I am careful not to identify what that is because it depends somewhat on platforms. For example, on mainframe operating systems, there are fixed length and variable length files with no line terminating characters. However, the end of line is identifiable.
I agree with Ron. To understand the difference between text editors and word processors, consider how text editors differ from three well-known word processors: WordStar, WordPerfect, and MicrosoftWord. For example, WordStar had a "nondocument mode" which produced flat ASCII text suitable for programming source code. However, it also had a "document mode" in which the last character of every word had the 8th bit set, and the user could embed no less than 16 different control characters (QWERTYASDGHOPVBN) directly into the file to control the print format: bold, double-strike, 10cpi, 12cpi, underline, italics, proportional spacing, etc. Word processors like Word Perfect and Word also embedded many other hex and control codes for headers, footers, footnotes, endnotes, tables of contents, words-to-be-indexed, two- and three-column formatting, inserted graphics, non-English characters and symbols, images, and much more.
To me, the simple test of the difference between a text editor and a word processor is the file format. If your text consists solely of "Hello, world!", and you type the file the screen, does it look normal? Word processors add metadata to the file (owner, printer driver information, etc.) and text editors do not. For additional perspective, see the WordProcessor wiki entry. -- EricPement
Therefor, word processors are essentially text editors with additional features for controlling the appearance of the end result.

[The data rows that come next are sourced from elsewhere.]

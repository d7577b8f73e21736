//! Readiness poller wrapper.
//!
//! Wraps [`polling::Poller`] (epoll/kqueue underneath) in one-shot mode.
//! `notify` doubles as the loop's self-wake handle: any thread may call it
//! to interrupt a blocking wait.

// Raw-descriptor registration needs unsafe; every block carries its
// SAFETY argument.
#![allow(unsafe_code)]

use std::io;
use std::os::fd::{BorrowedFd, RawFd};
use std::time::Duration;

use polling::{Event, Events};

/// Readiness direction for a registration.
#[derive(Debug, Clone, Copy, PartialEq, Eq)]
pub(crate) enum Interest {
    Readable,
    Writable,
}

impl Interest {
    fn to_event(self, key: usize) -> Event {
        match self {
            Self::Readable => Event::readable(key),
            Self::Writable => Event::writable(key),
        }
    }
}

pub(crate) struct Poller {
    inner: polling::Poller,
}

impl Poller {
    pub(crate) fn new() -> io::Result<Self> {
        Ok(Self {
            inner: polling::Poller::new()?,
        })
    }

    /// Registers `fd` for one readiness notification.
    ///
    /// The caller guarantees the descriptor stays open until
    /// [`forget`](Self::forget); parked entries own the resource handle, so
    /// the guarantee is structural.
    pub(crate) fn register(&self, fd: RawFd, interest: Interest, key: usize) -> io::Result<()> {
        // SAFETY: fd is owned by a live resource that outlives the
        // registration (removed via `forget` before the fd closes).
        unsafe { self.inner.add(fd, interest.to_event(key)) }
    }

    /// Re-arms an existing registration for another one-shot notification.
    pub(crate) fn rearm(&self, fd: RawFd, interest: Interest, key: usize) -> io::Result<()> {
        // SAFETY: fd is open; see `register`.
        let fd = unsafe { BorrowedFd::borrow_raw(fd) };
        self.inner.modify(fd, interest.to_event(key))
    }

    /// Removes a registration. Errors are ignored: the descriptor may
    /// already be gone, which is fine on this path.
    pub(crate) fn forget(&self, fd: RawFd) {
        // SAFETY: only the bit pattern is used for the epoll_ctl delete.
        let fd = unsafe { BorrowedFd::borrow_raw(fd) };
        let _ = self.inner.delete(fd);
    }

    /// Wakes a blocked [`wait`](Self::wait) from any thread.
    pub(crate) fn notify(&self) {
        let _ = self.inner.notify();
    }

    pub(crate) fn wait(
        &self,
        events: &mut Events,
        timeout: Option<Duration>,
    ) -> io::Result<usize> {
        self.inner.wait(events, timeout)
    }
}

Most word processors combine text creation/editing and output formatting features in the same program, but it's also possible to split them out. Unix did that 25 years ago, where the implicit assumption was that you would create your text in the vi editor, and then format it for printing with something like nroff. The disadvantage to that approach is that the user must learn a markup language, and embedded the markup commands in the text before printing. Modern word processors embed the markup code as meta data in the document, that is not displayed directly, but rather by its effects, as type can appear as bold face, italicized, or underlined, in different fonts, colors, and sizes. --DMcCunney
One weakness of text editors is that plain ASCII does not provide an easy way to handle auto-numbered footnotes or endnotes, which are often required in an academic setting. I attend one school and work at another school, and footnotes or reference documentation is very important here. I developed scripts in perl and awk to handle EndNotes in ASCII text. This lets users add, delete, move, or rearrange note references in an ASCII document, and then have the note references collected and moved to the end, with everything auto-numbered whenever they want.
Rather than describe it all here, I think the best way is to [look here] at my sample input and output text, and if interested, get the corresponding code for either [awk] or [perl]. The neat thing is, this system works with any text editor, and it's an easy, low-pain solution to a long-standing problem. I only wish I thought of it first. (smile) -- EricPement
At school, I used the formatter that came with BlackBeard editor (I'm thinking it was called BBFMT.EXE or something).